I have a cluster singleton actor, and when there is a fatal exception, is it appropriate to just throw

throw new ActorKilledException ("Fatal problem in external data source (just for example)")

and let the user guardian shut the actor down?


(Konrad `ktoso` Malawski) #2

Log the message on appropriate level and ‘context.stop(self)’ instead I would suggest.


#3

Whats the difference between the exception and calling

context.stop(self)

Is this method more graceful?


(Patrik Nordwall) #4

context.stop(self) would stop the singleton instance and that is not an option since the ActorSystem would continue running and other nodes would still believe that the singleton instance is located at that node (and effectively sending to deadLetters).

Restarting the singleton instance by throwing an exception is fine, but perhaps you wanted the actor system to be shutdown? Then I’d explicitly do so with system.terminate() or CoordinatedShutdown(system).run().

Throwing ActorKilledException is not good because that will stop the singleton instance, because that is how ActorKilledException is handled by the default supervision strategy.


#5

If i have explicit reference to the system like

ActorSystem system = ActorSystem.create("faultTolerance");
system.terminate();

Everything seems ok. However if I am in the Actor itself (this one was declared in the cluster singleton)

class ExamplePersistentActor extends AbstractPersistentActor {
 //stuff
  public Receive createReceive() {
 return receiveBuilder()
        		.match(Integer.class, c -> {
                	//Forcing system to die for tests
    			     Timeout timeout = new Timeout(Duration.create(30, "seconds"));
    			     Future<Terminated> future = getContext().system().terminate();
    			     String result = Await.result(future, timeout.duration()).toString();

It never seems to terminate properly. Am I allowed to terminate the actor system in context of a running actor?


(Patrik Nordwall) #6

Remove the Await. It is blocking the actor and prevent the actor from being stopped and thereby the system can’t stop.


#7

Oh gotcha thank you. Once I invoke the terminate() is there a programmatic way to check if the actor system is dead?


(Konrad `ktoso` Malawski) #8

Oh I missed you want to terminate the system afterwards. Thanks for correcting me Patrik!

You should use the Futures that are completed once the system terminates to do anything “after system terminated”:

/**
   * Returns a CompletionStage which will be completed after the ActorSystem has been terminated
   * and termination hooks have been executed.

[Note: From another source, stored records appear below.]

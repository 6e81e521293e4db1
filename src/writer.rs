use std::io::Write;

use colored::Colorize;
use tabled::{builder::Builder, settings::Style};

use crate::{call_table::CallTable, register::ResultRegister};

pub const USAGE: &str = "usage: syscall [-<n>] name [args...] [, name [args...]]...";

pub fn write_usage(out: &mut impl Write) -> std::io::Result<()> {
    writeln!(out, "{USAGE}")
}

/// One line on stderr, the way err(3) would print it.
pub fn write_error(error: &anyhow::Error) {
    // colored drops the escapes by itself when output is not a terminal
    eprintln!("{}: {}", "syscall".bold().red(), error);
}

/// Every register slot with what the last pass left in it.
pub fn write_results_table(register: &ResultRegister, out: &mut impl Write) -> std::io::Result<()> {
    let mut builder = Builder::new();
    builder.push_record(["command", "result"]);
    builder.push_record([""]);
    for (index, value) in register.iter() {
        builder.push_record([index.to_string(), value.to_string()]);
    }
    let table = builder.build().with(Style::ascii_rounded()).to_string();
    writeln!(out, "\n{}", table)
}

/// Names and codes of the calls on this architecture, in name order.
pub fn write_call_list(table: &CallTable, out: &mut impl Write) -> std::io::Result<()> {
    for entry in table.entries() {
        writeln!(out, "{:<24} {}", entry.name, entry.code)?;
    }
    out.flush()
}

If you registered any callback with
   * [[ActorSystem#registerOnTermination]], the returned CompletionStage from this method will not complete
   * until all the registered callbacks are finished. Be careful to not schedule any operations
   * on the `dispatcher` of this actor system as it will have been shut down before this
   * future completes.
   */
  def getWhenTerminated: CompletionStage[Terminated]

Note that the pasted code is the Java DSL, it returns CompletionStage.


#9

Just wanted to thank everyone for their help. Just for anyone else who has this problem, this is my solution

getContext().system.terminate() 

is called in an actor if there is some fatal problem that requires the cluster to be shut down.

On creation of the actor system I registered a callback to issue a log (it will do more funky stuff later) to show the actor system shut down

CompletionStage<Terminated> stage = system.getWhenTerminated();
       	
stage.thenRun(() ->log.info( "actor system termianted"));